The images of Nick Griffin cowering in terror as he and his gorillas fled Parliament Square on Tuesday certainly brought a smile to many people's faces. If you peddle messages of division and hate, then you shouldn't be surprised to find that hatred bouncing right back at you. But it's going to take more than a few well-aimed eggs and worthy placards to finish the BNP for good.
We made a start last Sunday. The election of Griffin and Andrew Brons was sickening. But it wasn't the dramatic breakthrough the BNP had predicted. Its support hardly increased, and it was the collapse in votes for Labour which opened the door to Griffin. The template for tackling and defeating the BNP is in place – at its base is a dynamic, broad-based coalition put together by Searchlight. A new politics of "Hope not Hate" has been created that reaches outside the Westminster beltway via unions, churches, voluntary groups, students and local political parties.

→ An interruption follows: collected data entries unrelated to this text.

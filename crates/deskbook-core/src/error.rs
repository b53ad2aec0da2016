//! Error types for deskbook.

use std::fmt::Display;

use thiserror::Error;

/// A shared error type for the whole login-and-booking pipeline.
///
/// Expected reservation results (a slot taken by someone else, a checkout
/// refused because of a booking quota) are not errors; they are reported as
/// [`crate::booking::BookingOutcome`] values.
#[derive(Error, Debug, Clone, PartialEq, Eq)]
pub enum DeskbookError {
    /// Missing credentials, unknown provider, invalid timezone or slot.
    #[error("Configuration error: {0}")]
    Configuration(String),

    /// Transport-level failure while talking to a remote endpoint
    #[error("Network error during {phase}: {message}")]
    Network { phase: &'static str, message: String },

    /// An expected fragment was absent from a response
    #[error("Extraction error during {phase}: pattern not found: {pattern}")]
    Extraction {
        phase: &'static str,
        pattern: String,
    },

    /// Credentials rejected, SSO error page, or missing session token
    #[error("Authentication error: {0}")]
    Authentication(String),

    /// Malformed or incomplete booking API response
    #[error("Booking protocol error at {step}: {message}")]
    BookingProtocol { step: &'static str, message: String },
}

impl DeskbookError {
    // ============================================================================
    // Constructor helpers
    // ============================================================================

    /// Creates a Configuration error
    pub fn configuration(message: impl Into<String>) -> Self {
        Self::Configuration(message.into())
    }

    /// Creates a Network error from any transport error
    pub fn network(phase: &'static str, err: impl Display) -> Self {
        Self::Network {
            phase,
            message: err.to_string(),
        }
    }

    /// Creates an Extraction error
    pub fn extraction(phase: &'static str, pattern: impl Into<String>) -> Self {
        Self::Extraction {
            phase,
            pattern: pattern.into(),
        }
    }

    /// Creates an Authentication error
    pub fn authentication(message: impl Into<String>) -> Self {
        Self::Authentication(message.into())
    }

    /// Creates a BookingProtocol error
    pub fn booking_protocol(step: &'static str, message: impl Into<String>) -> Self {
        Self::BookingProtocol {
            step,
            message: message.into(),
        }
    }

    // ============================================================================
    // Type checking methods
    // ============================================================================

    pub fn is_configuration(&self) -> bool {
        matches!(self, Self::Configuration(_))
    }

    pub fn is_network(&self) -> bool {
        matches!(self, Self::Network { .. })
    }

    pub fn is_extraction(&self) -> bool {
        matches!(self, Self::Extraction { .. })
    }

    pub fn is_authentication(&self) -> bool {
        matches!(self, Self::Authentication(_))
    }

    pub fn is_booking_protocol(&self) -> bool {
        matches!(self, Self::BookingProtocol { .. })
    }

    /// Whether the scheduler may continue with another resource or window.
    ///
    /// Only booking protocol errors are scoped to a single attempt; every
    /// other kind aborts the run.
    pub fn is_attempt_scoped(&self) -> bool {
        self.is_booking_protocol()
    }
}

// ============================================================================
// From implementations for automatic conversion
// ============================================================================

impl From<toml::de::Error> for DeskbookError {
    fn from(err: toml::de::Error) -> Self {
        Self::Configuration(format!("invalid TOML: {}", err))
    }
}

impl From<chrono::ParseError> for DeskbookError {
    fn from(err: chrono::ParseError) -> Self {
        Self::Configuration(format!("invalid time of day: {}", err))
    }
}

/// A type alias for `Result<T, DeskbookError>`.
pub type Result<T> = std::result::Result<T, DeskbookError>;
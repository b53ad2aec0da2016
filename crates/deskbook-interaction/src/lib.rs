//! HTTP side of deskbook: federated SSO login and the booking REST client.

pub mod authenticator;
pub mod booking_client;
pub mod cookies;
pub mod extract;
pub mod federation;
pub mod http;

pub use authenticator::{AssertionPayload, Authenticator, RedirectDescriptor};
pub use booking_client::{BookingClient, BookingSettings};
pub use cookies::SessionCookies;
pub use federation::FederationSession;
pub use http::HttpSession;
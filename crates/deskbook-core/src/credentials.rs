use std::fmt;

/// Identifier and secret for one principal at the home institution.
///
/// Held in memory for the duration of a run only. The `Debug` output never
/// includes the secret.
#[derive(Clone, PartialEq, Eq)]
pub struct Credentials {
    username: String,
    password: String,
}

impl Credentials {
    pub fn new(username: impl Into<String>, password: impl Into<String>) -> Self {
        Self {
            username: username.into(),
            password: password.into(),
        }
    }

    pub fn username(&self) -> &str {
        &self.username
    }

    pub fn password(&self) -> &str {
        &self.password
    }
}

impl fmt::Debug for Credentials {
    fn fmt(&self, f: &mut fmt::Formatter<'_>) -> fmt::Result {
        f.debug_struct("Credentials")
            .field("username", &self.username)
            .field("password", &"<redacted>")
            .finish()
    }
}

#[cfg(test)]
mod tests {
    use super::*;

    #[test]
    fn test_debug_redacts_password() {
        let credentials = Credentials::new("ab1234", "hunter2");
        let rendered = format!("{:?}", credentials);

        assert!(rendered.contains("ab1234"));
        assert!(!rendered.contains("hunter2"));
    }
}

But this grass-roots activism cannot operate in isolation. The days of debating whether to confront the BNP or ignore it in the hope that it will disappear are over. It has to be isolated, confronted and exposed. Those newspaper editors who refused to run articles scrutinising local BNP candidates for fear of "giving them the oxygen of publicity" must review that policy. Those politicians who urged us not to "demonise" the BNP may like to reflect on the election of racists with criminal convictions and inform us who they believe should be the subject of our condemnation.
It's right that people reacted with horror and disgust to the events of Sunday. But we should not fall into despair. Hope not Hate is about to advance to the next stage of the campaign – "Not In My Name". Launched on Monday it has already signed up 60,000 supporters who have pledged to lend their weight to the struggle against Nick Griffin and his fascists. We will be confronting the BNP in every neighbourhood, on every estate and every street between now and the next critical showdown, the general election, which is less than 12 months away.
Nick Griffin has had his day. Now it's our turn.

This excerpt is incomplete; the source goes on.